:: Exercise goal ::
Pull every line that includes the word "Directory" from the data.

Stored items
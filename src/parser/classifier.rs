use regex::Regex;
use std::sync::LazyLock;

static COMMENT: LazyLock<Regex> =
	LazyLock::new(|| Regex::new(r"^\s*#").expect("comment pattern is valid"));

static SECTION_OPEN: LazyLock<Regex> = LazyLock::new(|| {
	Regex::new(r"^\s*<([^/\s>]+)\s*([^>]*)>").expect("section open pattern is valid")
});

static SECTION_CLOSE: LazyLock<Regex> = LazyLock::new(|| {
	Regex::new(r"^\s*</([^\s>]+)\s*>").expect("section close pattern is valid")
});

static DIRECTIVE: LazyLock<Regex> = LazyLock::new(|| {
	Regex::new(r"^\s*([^/\s]+)\s+(\S.*?)\s*$").expect("directive pattern is valid")
});

/// What a single configuration line is.
#[derive(Debug, Clone, Copy, PartialEq, Eq)]
pub enum LineKind<'a> {
	/// `# ...`
	Comment,

	/// `<Name args>`. `content` is empty when the tag has no arguments.
	SectionOpen { name: &'a str, content: &'a str },

	/// `</Name>`
	SectionClose { name: &'a str },

	/// `Name args...`
	Directive { name: &'a str, content: &'a str },

	/// Blank or malformed lines.
	Unmatched,
}

/// Classify one line of configuration text.
///
/// Patterns are tried in order: comment, section open, section close,
/// directive. The first match wins, so `<Directory />` is never read as a
/// directive named `<Directory`.
pub fn classify(line: &str) -> LineKind<'_> {
	if COMMENT.is_match(line) {
		return LineKind::Comment;
	}

	if let Some(caps) = SECTION_OPEN.captures(line) {
		let name = caps.get(1).map_or("", |m| m.as_str());
		let content = caps.get(2).map_or("", |m| m.as_str().trim_end());
		return LineKind::SectionOpen { name, content };
	}

	if let Some(caps) = SECTION_CLOSE.captures(line) {
		let name = caps.get(1).map_or("", |m| m.as_str());
		return LineKind::SectionClose { name };
	}

	if let Some(caps) = DIRECTIVE.captures(line) {
		let name = caps.get(1).map_or("", |m| m.as_str());
		let content = caps.get(2).map_or("", |m| m.as_str());
		return LineKind::Directive { name, content };
	}

	LineKind::Unmatched
}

:: Answer to this task ::
/// directive. The first match wins, so `<Directory />` is never read as a
/// directive named `<Directory`.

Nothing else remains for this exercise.